Le tribunal judiciaire de Saint-Étienne, statuant le 3 décembre 2025, ouvre un redressement judiciaire. La société débitrice est reconnue en état de cessation des paiements depuis le 8 octobre 2025. La juridiction applique la procédure simplifiée sans administrateur judiciaire. Elle organise les premières mesures de la période d’observation jusqu’au 3 décembre 2025.

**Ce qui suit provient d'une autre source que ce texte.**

//! Blog Router

use axum::{
    Router, middleware,
    routing::{get, post, put},
};
use std::sync::Arc;

use auth::require_auth_session;

use crate::domain::PostRepository;
use crate::infra::postgres::PgPostRepository;
use crate::presentation::handlers::{self, BlogAppState};

/// Create the Blog router with the PostgreSQL post store
pub fn blog_router(repo: PgPostRepository) -> Router {
    blog_router_generic(repo)
}

/// Create a generic Blog router for any repository implementation
///
/// Mutating routes need `auth::load_session` layered around the final app.
pub fn blog_router_generic<P>(repo: P) -> Router
where
    P: PostRepository + Send + Sync + 'static,
{
    let state = BlogAppState {
        repo: Arc::new(repo),
    };

    Router::new()
        .route("/create", post(handlers::create_post::<P>))
        .route("/update", put(handlers::update_post::<P>))
        .route("/delete/{id}", post(handlers::delete_post::<P>))
        .route_layer(middleware::from_fn(require_auth_session))
        .route("/", get(handlers::list_posts::<P>))
        .route("/post", get(handlers::get_post::<P>))
        .with_state(state)
}
//! PostgreSQL Repository Implementations

use chrono::{DateTime, Utc};
use kernel::id::UserId;
use sqlx::PgPool;

use crate::domain::entity::user::{NewUser, User};
use crate::domain::repository::UserRepository;
use crate::domain::value_object::{
    email::Email, user_name::UserName, user_password::UserPassword,
};
use crate::error::{AuthError, AuthResult};

/// PostgreSQL-backed user repository
#[derive(Clone)]
pub struct PgUserRepository {
    pool: PgPool,
}

impl PgUserRepository {
    pub fn new(pool: PgPool) -> Self {
        Self { pool }
    }
}

impl UserRepository for PgUserRepository {
    async fn create(&self, user: &NewUser) -> AuthResult<User> {
        let row = sqlx::query_as::<_, UserRow>(
            r#"
            INSERT INTO users (name, email, password_hash)
            VALUES ($1, $2, $3)
            RETURNING id, name, email, password_hash, created_at
            "#,
        )
        .bind(user.name.as_str())
        .bind(user.email.as_str())
        .bind(user.password.as_phc_string())
        .fetch_one(&self.pool)
        .await
        .map_err(|e| match &e {
            // users_email_key: lost a sign-up race
            sqlx::Error::Database(db) if db.is_unique_violation() => AuthError::EmailTaken,
            _ => AuthError::Database(e),
        })?;

        row.into_user()
    }

    async fn find_by_email(&self, email: &Email) -> AuthResult<Option<User>> {
        let row = sqlx::query_as::<_, UserRow>(
            r#"
            SELECT id, name, email, password_hash, created_at
            FROM users
            WHERE email = $1
            "#,
        )
        .bind(email.as_str())
        .fetch_optional(&self.pool)
        .await?;

        row.map(UserRow::into_user).transpose()
    }

    async fn exists_by_email(&self, email: &Email) -> AuthResult<bool> {
        let exists =
            sqlx::query_scalar::<_, bool>("SELECT EXISTS(SELECT 1 FROM users WHERE email = $1)")
                .bind(email.as_str())
                .fetch_one(&self.pool)
                .await?;

        Ok(exists)
    }
}

// ============================================================================
// Row Types for sqlx mapping
// ============================================================================

#[derive(sqlx::FromRow)]
struct UserRow {
    id: i32,
    name: String,
    email: String,
    password_hash: String,
    created_at: DateTime<Utc>,
}

impl UserRow {
    fn into_user(self) -> AuthResult<User> {
        let password = UserPassword::from_db(self.password_hash).map_err(|e| {
            AuthError::Internal(format!("Invalid password hash for user {}: {}", self.id, e))
        })?;

        Ok(User {
            id: UserId::from_db(self.id),
            name: UserName::from_db(self.name),
            email: Email::from_db(self.email),
            password,
            created_at: self.created_at,
        })
    }
}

La caractérisation de l’état de cessation des paiements
La définition légale et son application concrète par le juge
Le tribunal constate l’impossibilité pour la société de faire face à son passif exigible avec son actif disponible. Cette constatation fonde légalement l’ouverture de la procédure collective. « Attendu qu’il résulte des informations recueillies par le Tribunal… que la SAS F.T.T.P. ENERGIE se trouve dans l’impossibilité de faire face à son passif exigible avec son actif disponible » (Motifs). La décision rappelle ainsi la définition cardinale de l’article L. 631-1 du code de commerce. Elle l’apprécie in concreto à une date précise, fixée au 8 octobre 2025.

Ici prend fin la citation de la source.